### Entries supplied
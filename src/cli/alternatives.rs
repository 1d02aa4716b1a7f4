//! Things to do instead of buying, picked from how the user felt at the
//! time of the deferred purchase.

use impulse_domain::{Fatigue, Mood};

#[derive(Debug, Clone, Copy, PartialEq, Eq)]
pub struct Alternative {
    pub title: &'static str,
    pub description: &'static str,
}

impl Alternative {
    const fn new(title: &'static str, description: &'static str) -> Self {
        Self { title, description }
    }
}

const REST: [Alternative; 3] = [
    Alternative::new("Take a bath", "Unwind in warm water"),
    Alternative::new("Stretch", "Five minutes of light stretching"),
    Alternative::new("Nap", "A short fifteen-minute break"),
];

const CHANGE_OF_SCENE: [Alternative; 3] = [
    Alternative::new("Go for a walk", "Ten minutes outside"),
    Alternative::new("Listen to music", "Put on a favourite song"),
    Alternative::new("Visit a cafe", "Relax somewhere different"),
];

const LIGHT_HOBBIES: [Alternative; 3] = [
    Alternative::new("Read", "Just a few pages"),
    Alternative::new("Hobby time", "Fifteen minutes on something you enjoy"),
    Alternative::new("Call a friend", "Talk to someone"),
];

const ACTIVE: [Alternative; 3] = [
    Alternative::new("Exercise", "Light exercise to lift the mood further"),
    Alternative::new("Write a journal", "Note down how you feel right now"),
    Alternative::new("Review your goals", "Plan what comes next"),
];

/// Suggestions for the given state. Tiredness outranks mood.
pub fn for_state(mood: Mood, fatigue: Fatigue) -> &'static [Alternative] {
    if fatigue.value() >= 3 {
        &REST
    } else if mood.value() <= 2 {
        &CHANGE_OF_SCENE
    } else if mood.value() == 3 {
        &LIGHT_HOBBIES
    } else {
        &ACTIVE
    }
}
use chrono::{DateTime, Utc};

/// Clock abstracts access to the current timestamp so services remain deterministic in tests.
pub trait Clock: Send + Sync {
    /// Returns the current UTC timestamp.
    fn now(&self) -> DateTime<Utc>;
}
//! Typed repositories over the three persisted collections.
//!
//! Every mutation is a whole-collection read-modify-write.

use uuid::Uuid;

use impulse_domain::{CooldownTimer, Expense, Settings};

use crate::{
    storage::{Store, StoreKey},
    CoreError,
};

#[derive(Clone)]
pub struct ExpenseRepository {
    store: Store,
}

impl ExpenseRepository {
    pub fn new(store: Store) -> Self {
        Self { store }
    }

    /// All expenses in insertion order.
    pub fn all(&self) -> Vec<Expense> {
        self.store.get(StoreKey::Expenses)
    }

    pub fn save_all(&self, expenses: &[Expense]) -> Result<(), CoreError> {
        self.store.set(StoreKey::Expenses, expenses)
    }

    pub fn append(&self, expense: Expense) -> Result<(), CoreError> {
        let mut expenses = self.all();
        expenses.push(expense);
        self.save_all(&expenses)
    }
}

#[derive(Clone)]
pub struct TimerRepository {
    store: Store,
}

impl TimerRepository {
    pub fn new(store: Store) -> Self {
        Self { store }
    }

    pub fn all(&self) -> Vec<CooldownTimer> {
        self.store.get(StoreKey::Timers)
    }

    pub fn save_all(&self, timers: &[CooldownTimer]) -> Result<(), CoreError> {
        self.store.set(StoreKey::Timers, timers)
    }

    pub fn append(&self, timer: CooldownTimer) -> Result<(), CoreError> {
        let mut timers = self.all();
        timers.push(timer);
        self.save_all(&timers)
    }

    pub fn find(&self, id: Uuid) -> Option<CooldownTimer> {
        self.all().into_iter().find(|timer| timer.id == id)
    }

    /// Applies `update` to the timer with `id` in place and persists the
    /// collection. Returns the updated timer, or `None` when no timer matches.
    pub fn update<F>(&self, id: Uuid, update: F) -> Result<Option<CooldownTimer>, CoreError>
    where
        F: FnOnce(&mut CooldownTimer),
    {
        let mut timers = self.all();
        let Some(timer) = timers.iter_mut().find(|timer| timer.id == id) else {
            return Ok(None);
        };
        update(timer);
        let updated = timer.clone();
        self.save_all(&timers)?;
        Ok(Some(updated))
    }
}

#[derive(Clone)]
pub struct SettingsRepository {
    store: Store,
}

impl SettingsRepository {
    pub fn new(store: Store) -> Self {
        Self { store }
    }

    /// Stored settings, or the defaults when none were saved yet.
    pub fn load(&self) -> Settings {
        self.store.get(StoreKey::Settings)
    }

    pub fn save(&self, settings: &Settings) -> Result<(), CoreError> {
        self.store.set(StoreKey::Settings, settings)
    }
}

### How to complete this task
Whenever a line of the data includes "DateTime", copy that line.

### Output below
use chrono::{DateTime, Utc};
    fn now(&self) -> DateTime<Utc>;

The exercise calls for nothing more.